The rules and regulations covering the PhD Final Oral Examination are detailed in the Graduate School Handbook. The Geodetic Science GSC adheres to these rules and regulations. The format, principles and policies of the Final Oral Examination in Geodetic Science satisfy the Graduate School's requirements and enable the Ph.D. aspirant to present research results and engage in discussion of these and other topics before an audience of mentors, teachers and the student's peer group, as well as responding to formal questioning by the Examination Committee.

F. Registration Guidelines

A Ph.D. student is generally expected to complete all requirements for his or her degree within five years of the semester following successful completion of the Candidacy Examination.

A student must register for at least one credit hour to maintain office space and to use School and University facilities.

A student must meet Graduate School guidelines for registration during the semester in which any portion of the General Examination is taken, the semester during which the Final Oral Examination is taken, and the semester of expected graduation.

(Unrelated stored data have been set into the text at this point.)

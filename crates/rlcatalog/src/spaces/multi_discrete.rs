//! MultiDiscrete action/observation space

use super::Space;
use rand::Rng;

/// MultiDiscrete space for multiple discrete action dimensions
///
/// Each dimension i has nvec[i] possible values: {0, 1, ..., nvec[i]-1}
#[derive(Clone, Debug, PartialEq, Eq)]
pub struct MultiDiscrete {
    /// Number of values for each dimension
    pub nvec: Vec<usize>,
    /// Cached shape (just the length of nvec)
    shape: Vec<usize>,
}

impl MultiDiscrete {
    /// Create a new multi-discrete space
    pub fn new(nvec: Vec<usize>) -> Self {
        assert!(
            !nvec.is_empty(),
            "MultiDiscrete must have at least 1 dimension"
        );
        assert!(
            nvec.iter().all(|&n| n > 0),
            "All dimensions must have at least 1 element"
        );
        let shape = vec![nvec.len()];
        Self { nvec, shape }
    }

    /// Get the number of dimensions
    pub fn ndim(&self) -> usize {
        self.nvec.len()
    }
}

impl Space for MultiDiscrete {
    type Sample = Vec<usize>;

    fn sample<R: Rng>(&self, rng: &mut R) -> Self::Sample {
        self.nvec.iter().map(|&n| rng.gen_range(0..n)).collect()
    }

    fn contains(&self, value: &Self::Sample) -> bool {
        if value.len() != self.nvec.len() {
            return false;
        }
        value.iter().zip(self.nvec.iter()).all(|(&v, &n)| v < n)
    }

    fn shape(&self) -> &[usize] {
        &self.shape
    }

    fn num_elements(&self) -> usize {
        self.nvec.len()
    }
}

#[cfg(test)]
mod tests {
    use super::*;
    use rand::SeedableRng;

    #[test]
    fn test_multi_discrete_sample() {
        let space = MultiDiscrete::new(vec![3, 4, 5]);
        let mut rng = rand::rngs::StdRng::seed_from_u64(42);

        for _ in 0..100 {
            let sample = space.sample(&mut rng);
            assert!(space.contains(&sample));
            assert_eq!(sample.len(), 3);
        }
    }

    #[test]
    fn test_multi_discrete_contains() {
        let space = MultiDiscrete::new(vec![3, 4]);
        assert!(space.contains(&vec![0, 0]));
        assert!(space.contains(&vec![2, 3]));
        assert!(!space.contains(&vec![3, 0]));
        assert!(!space.contains(&vec![0]));
    }
}
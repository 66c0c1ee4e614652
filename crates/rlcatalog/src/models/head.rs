//! MLP head configuration and modules.

use serde::{Deserialize, Serialize};

use super::{Activation, Framework};
use crate::Result;

#[cfg(feature = "candle")]
use candle_core::{DType, Device as CandleDevice, Tensor as CandleTensor};
#[cfg(feature = "candle")]
use candle_nn::{Module as CandleModule, VarBuilder, VarMap};

#[cfg(feature = "torch")]
use tch::{nn, nn::Module, Device, Tensor};

/// Configuration for an MLP head mapping a latent vector to a task output
/// (action distribution parameters or a value estimate).
#[derive(Clone, Debug, PartialEq, Eq, Serialize, Deserialize)]
pub struct MlpHeadConfig {
    /// Width of the latent input vector
    pub input_dim: usize,
    /// Hidden layer widths between input and output
    pub hidden_layer_dims: Vec<usize>,
    /// Activation applied after each hidden layer
    pub hidden_layer_activation: Activation,
    /// Activation applied to the output layer
    pub output_activation: Activation,
    /// Width of the head output
    pub output_dim: usize,
}

impl MlpHeadConfig {
    /// Materialize the head on the selected backend.
    ///
    /// Every call builds a fresh, independently initialized module.
    pub fn build(&self, framework: Framework) -> Result<Head> {
        match framework {
            #[cfg(feature = "torch")]
            Framework::Torch => Ok(Head::Torch(TorchMlpHead::new(self))),
            #[cfg(feature = "candle")]
            Framework::Candle => Ok(Head::Candle(CandleMlpHead::new(self)?)),
            #[allow(unreachable_patterns)]
            unavailable => Err(crate::CatalogError::BackendUnavailable(unavailable)),
        }
    }
}

/// A built head on one of the compiled-in backends
pub enum Head {
    #[cfg(feature = "torch")]
    Torch(TorchMlpHead),
    #[cfg(feature = "candle")]
    Candle(CandleMlpHead),
}

impl std::fmt::Debug for Head {
    fn fmt(&self, f: &mut std::fmt::Formatter<'_>) -> std::fmt::Result {
        match self {
            #[cfg(feature = "torch")]
            Head::Torch(_) => f.debug_struct("Head::Torch").finish_non_exhaustive(),
            #[cfg(feature = "candle")]
            Head::Candle(_) => f.debug_struct("Head::Candle").finish_non_exhaustive(),
            #[allow(unreachable_patterns)]
            _ => f.write_str("Head"),
        }
    }
}

impl Head {
    /// Output width of the built head
    pub fn output_dim(&self) -> usize {
        match self {
            #[cfg(feature = "torch")]
            Head::Torch(h) => h.output_dim(),
            #[cfg(feature = "candle")]
            Head::Candle(h) => h.output_dim(),
            #[allow(unreachable_patterns)]
            _ => unreachable!("no tensor backend compiled in"),
        }
    }

    #[cfg(feature = "torch")]
    pub fn as_torch(&self) -> &TorchMlpHead {
        match self {
            Head::Torch(h) => h,
            #[allow(unreachable_patterns)]
            _ => panic!("Not a torch head"),
        }
    }

    #[cfg(feature = "candle")]
    pub fn as_candle(&self) -> &CandleMlpHead {
        match self {
            Head::Candle(h) => h,
            #[allow(unreachable_patterns)]
            _ => panic!("Not a candle head"),
        }
    }
}

/// MLP head on the tch backend
#[cfg(feature = "torch")]
pub struct TorchMlpHead {
    vs: nn::VarStore,
    net: nn::Sequential,
    output_dim: usize,
}

#[cfg(feature = "torch")]
impl TorchMlpHead {
    pub fn new(config: &MlpHeadConfig) -> Self {
        let vs = nn::VarStore::new(Device::Cpu);
        let root = vs.root();

        let mut net = nn::seq();
        let mut in_dim = config.input_dim as i64;
        for (i, &width) in config.hidden_layer_dims.iter().enumerate() {
            net = net.add(nn::linear(
                &root / format!("hidden_{}", i),
                in_dim,
                width as i64,
                Default::default(),
            ));
            net = config.hidden_layer_activation.add_to_torch(net);
            in_dim = width as i64;
        }
        net = net.add(nn::linear(
            &root / "output",
            in_dim,
            config.output_dim as i64,
            Default::default(),
        ));
        net = config.output_activation.add_to_torch(net);

        Self {
            vs,
            net,
            output_dim: config.output_dim,
        }
    }

    pub fn forward(&self, latent: &Tensor) -> Tensor {
        self.net.forward(latent)
    }

    pub fn output_dim(&self) -> usize {
        self.output_dim
    }

    pub fn var_store(&self) -> &nn::VarStore {
        &self.vs
    }

    pub fn var_store_mut(&mut self) -> &mut nn::VarStore {
        &mut self.vs
    }
}

/// MLP head on the candle backend
#[cfg(feature = "candle")]
pub struct CandleMlpHead {
    varmap: VarMap,
    net: candle_nn::Sequential,
    output_dim: usize,
}

#[cfg(feature = "candle")]
impl CandleMlpHead {
    pub fn new(config: &MlpHeadConfig) -> Result<Self> {
        let varmap = VarMap::new();
        let vb = VarBuilder::from_varmap(&varmap, DType::F32, &CandleDevice::Cpu);

        let mut net = candle_nn::seq();
        let mut in_dim = config.input_dim;
        for (i, &width) in config.hidden_layer_dims.iter().enumerate() {
            net = net.add(candle_nn::linear(
                in_dim,
                width,
                vb.pp(format!("hidden_{}", i)),
            )?);
            net = config.hidden_layer_activation.add_to_candle(net);
            in_dim = width;
        }
        net = net.add(candle_nn::linear(in_dim, config.output_dim, vb.pp("output"))?);
        net = config.output_activation.add_to_candle(net);

        Ok(Self {
            varmap,
            net,
            output_dim: config.output_dim,
        })
    }

    pub fn forward(&self, latent: &CandleTensor) -> candle_core::Result<CandleTensor> {
        self.net.forward(latent)
    }

    pub fn output_dim(&self) -> usize {
        self.output_dim
    }

    pub fn var_map(&self) -> &VarMap {
        &self.varmap
    }
}
//! Model configuration.

use serde::{Deserialize, Serialize};

/// Activation function for hidden and output layers
#[derive(Clone, Copy, Debug, PartialEq, Eq, Serialize, Deserialize)]
#[serde(rename_all = "lowercase")]
pub enum Activation {
    Relu,
    Tanh,
    Gelu,
    /// Identity (no activation)
    Linear,
}

impl Activation {
    /// Append this activation to a torch sequential stack.
    #[cfg(feature = "torch")]
    pub(crate) fn add_to_torch(self, net: tch::nn::Sequential) -> tch::nn::Sequential {
        match self {
            Activation::Relu => net.add_fn(|x| x.relu()),
            Activation::Tanh => net.add_fn(|x| x.tanh()),
            Activation::Gelu => net.add_fn(|x| x.gelu("none")),
            Activation::Linear => net,
        }
    }

    /// Append this activation to a candle sequential stack.
    #[cfg(feature = "candle")]
    pub(crate) fn add_to_candle(self, net: candle_nn::Sequential) -> candle_nn::Sequential {
        match self {
            Activation::Relu => net.add_fn(|x| x.relu()),
            Activation::Tanh => net.add_fn(|x| x.tanh()),
            Activation::Gelu => net.add_fn(|x| x.gelu()),
            Activation::Linear => net,
        }
    }
}

/// Configuration options consumed by the model catalog.
///
/// Replaces the loosely-typed option dictionary of other RL stacks: every
/// recognized option is a named, typed field, and unknown options fail
/// deserialization.
#[derive(Clone, Debug, Serialize, Deserialize)]
#[serde(default, deny_unknown_fields)]
pub struct ModelConfig {
    /// Encoder hidden layer widths
    pub fcnet_hiddens: Vec<usize>,
    /// Encoder activation
    pub fcnet_activation: Activation,
    /// Head hidden layer widths (between encoder output and head output)
    pub post_fcnet_hiddens: Vec<usize>,
    /// Head hidden layer activation
    pub post_fcnet_activation: Activation,
    /// Whether the policy and value heads share one encoder
    pub vf_share_layers: bool,
    /// Learn log-std as a free parameter instead of a network output.
    /// Not supported by the PPO catalog; requesting it fails construction.
    pub free_log_std: bool,
}

impl Default for ModelConfig {
    fn default() -> Self {
        Self {
            fcnet_hiddens: vec![256, 256],
            fcnet_activation: Activation::Tanh,
            post_fcnet_hiddens: vec![],
            post_fcnet_activation: Activation::Relu,
            vf_share_layers: false,
            free_log_std: false,
        }
    }
}

impl ModelConfig {
    /// Set the encoder hidden widths
    pub fn with_fcnet_hiddens(mut self, hiddens: Vec<usize>) -> Self {
        self.fcnet_hiddens = hiddens;
        self
    }

    /// Set the encoder activation
    pub fn with_fcnet_activation(mut self, activation: Activation) -> Self {
        self.fcnet_activation = activation;
        self
    }

    /// Set the head hidden widths
    pub fn with_post_fcnet_hiddens(mut self, hiddens: Vec<usize>) -> Self {
        self.post_fcnet_hiddens = hiddens;
        self
    }

    /// Set the head activation
    pub fn with_post_fcnet_activation(mut self, activation: Activation) -> Self {
        self.post_fcnet_activation = activation;
        self
    }

    /// Share one encoder between the policy and value heads
    pub fn with_vf_share_layers(mut self, shared: bool) -> Self {
        self.vf_share_layers = shared;
        self
    }
}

GEODETIC SCIENCE SEMESTER COURSES

Geod Sci 5194 | Group Studies (1-6 semester credits)
Geod Sci 5612 | Introduction to Geodesy (3 semester credits)
Geod Sci 5636 | Geovisualization Geometry (4 semester credits)
Geod Sci 5637 | Topics in Mapping (3 semester credits)
Geod Sci 5652 | Adjustment Computations (5 semester credits)
Geod Sci 5660 | Geometric Reference Systems (4 semester credits)
Geod Sci 5781 | Geodesy and Geodynamics (3 semester credits)
Geod Sci 6193 | Individual Studies (2-6 semester credits)
Geod Sci 6776 | Physical Geodesy (4 semester credits)
Geod Sci 6777 | Satellite Geodesy (3 semester credits)
Geod Sci 6786 | Geospatial Data Structures for Computer Mapping and GIS (3 sem. cr.)
Geod Sci 7745 | Inertial Navigation/Positioning Analysis (4 semester credits)
Geod Sci 7763 | Advanced Adjustment Computations (4 semester credits)
Geod Sci 7765 | Analysis and Design of Geodetic Networks (2 semester credits)
Geod Sci 7837 | Computational Cartography (4 semester credits)
Geod Sci 7875 | Spectral Methods in Geodesy (3 semester credits)
Geod Sci 7998 | Research in Geodetic Science (1-12 semester credits)
Geod Sci 7999 | Research for M.S. Thesis in Geodetic Science (1-12 semester credits)
Geod Sci 8862 | Adjustment Computations for Random Processes (2 semester credits)
Geod Sci 8871 | Advanced Physical Geodesy (3 semester credits)
Geod Sci 8873 | Advanced Satellite Geodesy (3 semester credits)
Geod Sci 8785 | Research Principles and Techniques (2-6 semester credits)
Geod Sci 9998 | Research in Geodetic Science (1-12 semester credits)
Geod Sci 9999 | Research for Ph.D. Dissertation in Geodetic Science (1-12 sem. credits)

Please note that not all courses are offered every year. Several offerings also depend on enrollment. The student should check with corresponding instructors and his/her advisor to ensure that his/her curriculum will be completed in a timely manner.